The End of Rational Economics






Recession

The End of Rational Economics

From the July–August 2009 Issue
In 2008, a massive earthquake reduced the financial world to rubble. Standing in the smoke and ash, Alan Greenspan, the former chairman of the U.S. Federal Reserve once hailed as “the greatest banker who ever lived,” confessed to Congress that he was “shocked” that the markets did not operate according to his lifelong expectations. He had “made a mistake in presuming that the self-interest of organizations, specifically banks and others, was such that they were best capable of protecting their own shareholders.”

We are now paying a terrible price for our unblinking faith in the power of the invisible hand. We’re painfully blinking awake to the falsity of standard economic theory—that human beings are capable of always making rational decisions and that markets and institutions, in the aggregate, are healthily self-regulating. If assumptions about the way things are supposed to work have failed us in the hyperrational world of Wall Street, what damage have they done in other institutions and organizations that are also made up of fallible, less-than-logical people? And where do corporate managers, schooled in rational assumptions but who run messy, often unpredictable businesses, go from here?

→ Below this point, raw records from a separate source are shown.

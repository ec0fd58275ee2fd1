//! Decodes received messages and routes them into the simulation's typed
//! queues.
//!
//! Each queue is single-producer (the receive thread) single-consumer (the
//! simulation thread). Messages that can't legitimately come from a client
//! are protocol errors and get the sender disconnected.

use std::sync::mpsc::{channel, Receiver, Sender};

use tessel::net::messages::{
    ChunkUpdateRequest, ComponentUpdateRequest, Heartbeat, InitScriptRequest,
    InputChangeRequest, SpriteChangeRequest, TileUpdateRequest,
};
use tessel::net::{Decode, MessageType, NetworkId, WireError};

/// Connect/disconnect notifications, observed by the simulation at the
/// start of its next tick.
#[derive(Debug, Clone, Copy, PartialEq, Eq)]
pub enum ClientConnectionEvent {
    Connected(NetworkId),
    Disconnected(NetworkId),
}

pub struct QueueSenders {
    pub connection_events: Sender<ClientConnectionEvent>,
    pub inputs: Sender<(NetworkId, InputChangeRequest)>,
    pub tile_updates: Sender<(NetworkId, TileUpdateRequest)>,
    pub chunk_requests: Sender<(NetworkId, ChunkUpdateRequest)>,
    pub component_requests: Sender<(NetworkId, ComponentUpdateRequest)>,
    pub sprite_changes: Sender<(NetworkId, SpriteChangeRequest)>,
    pub init_script_requests: Sender<(NetworkId, InitScriptRequest)>,
}

/// The simulation-side ends of the queues.
pub struct InboundQueues {
    pub connection_events: Receiver<ClientConnectionEvent>,
    pub inputs: Receiver<(NetworkId, InputChangeRequest)>,
    pub tile_updates: Receiver<(NetworkId, TileUpdateRequest)>,
    pub chunk_requests: Receiver<(NetworkId, ChunkUpdateRequest)>,
    pub component_requests: Receiver<(NetworkId, ComponentUpdateRequest)>,
    pub sprite_changes: Receiver<(NetworkId, SpriteChangeRequest)>,
    pub init_script_requests: Receiver<(NetworkId, InitScriptRequest)>,
}

pub fn inbound_channels() -> (QueueSenders, InboundQueues) {
    let (connection_tx, connection_rx) = channel();
    let (input_tx, input_rx) = channel();
    let (tile_tx, tile_rx) = channel();
    let (chunk_tx, chunk_rx) = channel();
    let (component_tx, component_rx) = channel();
    let (sprite_tx, sprite_rx) = channel();
    let (script_tx, script_rx) = channel();

    (
        QueueSenders {
            connection_events: connection_tx,
            inputs: input_tx,
            tile_updates: tile_tx,
            chunk_requests: chunk_tx,
            component_requests: component_tx,
            sprite_changes: sprite_tx,
            init_script_requests: script_tx,
        },
        InboundQueues {
            connection_events: connection_rx,
            inputs: input_rx,
            tile_updates: tile_rx,
            chunk_requests: chunk_rx,
            component_requests: component_rx,
            sprite_changes: sprite_rx,
            init_script_requests: script_rx,
        },
    )
}

pub struct MessageProcessor {
    senders: QueueSenders,
}

impl MessageProcessor {
    pub fn new(senders: QueueSenders) -> Self {
        Self { senders }
    }

    pub fn senders(&self) -> &QueueSenders {
        &self.senders
    }

    /// Decodes one message and dispatches it. Returns the message's tick
    /// number if it carried one, so the caller can record a tick diff.
    ///
    /// The sender's network id is stamped into the dispatch tuple; ids
    /// inside message payloads are never trusted to identify the sender.
    pub fn process_received_message(
        &self,
        net_id: NetworkId,
        message_type: MessageType,
        mut payload: &[u8],
    ) -> Result<Option<u32>, WireError> {
        let r = &mut payload;
        match message_type {
            MessageType::Heartbeat => {
                let heartbeat = Heartbeat::decode(r)?;
                Ok(Some(heartbeat.tick))
            }
            MessageType::InputChangeRequest => {
                let request = InputChangeRequest::decode(r)?;
                let tick = request.tick;
                let _ = self.senders.inputs.send((net_id, request));
                Ok(Some(tick))
            }
            MessageType::TileUpdateRequest => {
                let request = TileUpdateRequest::decode(r)?;
                let _ = self.senders.tile_updates.send((net_id, request));
                Ok(None)
            }
            MessageType::ChunkUpdateRequest => {
                let request = ChunkUpdateRequest::decode(r)?;
                let _ = self.senders.chunk_requests.send((net_id, request));
                Ok(None)
            }
            MessageType::ComponentUpdateRequest => {
                let request = ComponentUpdateRequest::decode(r)?;
                let _ = self.senders.component_requests.send((net_id, request));
                Ok(None)
            }
            MessageType::SpriteChangeRequest => {
                let request = SpriteChangeRequest::decode(r)?;
                let _ = self.senders.sprite_changes.send((net_id, request));
                Ok(None)
            }
            MessageType::InitScriptRequest => {
                let request = InitScriptRequest::decode(r)?;
                let _ = self.senders.init_script_requests.send((net_id, request));
                Ok(None)
            }
            // Server-to-client types have no business arriving here.
            other => Err(WireError::UnknownMessageType(other as u8)),
        }
    }
}

#[cfg(test)]
mod tests {
    use super::*;
    use tessel::input::{Input, InputFlags};
    use tessel::net::Encode;
    use tessel::EntityId;

    fn encoded<T: Encode>(value: &T) -> Vec<u8> {
        let mut buf = Vec::new();
        value.encode(&mut buf);
        buf
    }

    #[test]
    fn input_requests_are_queued_with_sender_id() {
        let (senders, queues) = inbound_channels();
        let processor = MessageProcessor::new(senders);

        let request = InputChangeRequest {
            tick: 77,
            entity: EntityId::from_bits(5),
            input: Input::new(InputFlags::EAST),
        };
        let tick = processor
            .process_received_message(3, MessageType::InputChangeRequest, &encoded(&request))
            .unwrap();

        assert_eq!(tick, Some(77));
        let (net_id, queued) = queues.inputs.try_recv().unwrap();
        assert_eq!(net_id, 3);
        assert_eq!(queued, request);
    }

    #[test]
    fn heartbeats_carry_a_tick_but_queue_nothing() {
        let (senders, queues) = inbound_channels();
        let processor = MessageProcessor::new(senders);

        let tick = processor
            .process_received_message(
                1,
                MessageType::Heartbeat,
                &encoded(&Heartbeat { tick: 12 }),
            )
            .unwrap();
        assert_eq!(tick, Some(12));
        assert!(queues.inputs.try_recv().is_err());
    }

    #[test]
    fn server_only_types_are_protocol_errors() {
        let (senders, _queues) = inbound_channels();
        let processor = MessageProcessor::new(senders);

        let result = processor.process_received_message(1, MessageType::MovementUpdate, &[]);
        assert!(result.is_err());
    }
}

We are finally beginning to understand that irrationality is the real invisible hand that drives human decision making. It’s been a painful lesson, but the silver lining may be that companies now see how important it is to safeguard against bad assumptions. Armed with the knowledge that human beings are motivated by cognitive biases of which they are largely unaware (a true invisible hand if there ever was one), businesses can start to better defend against foolishness and waste.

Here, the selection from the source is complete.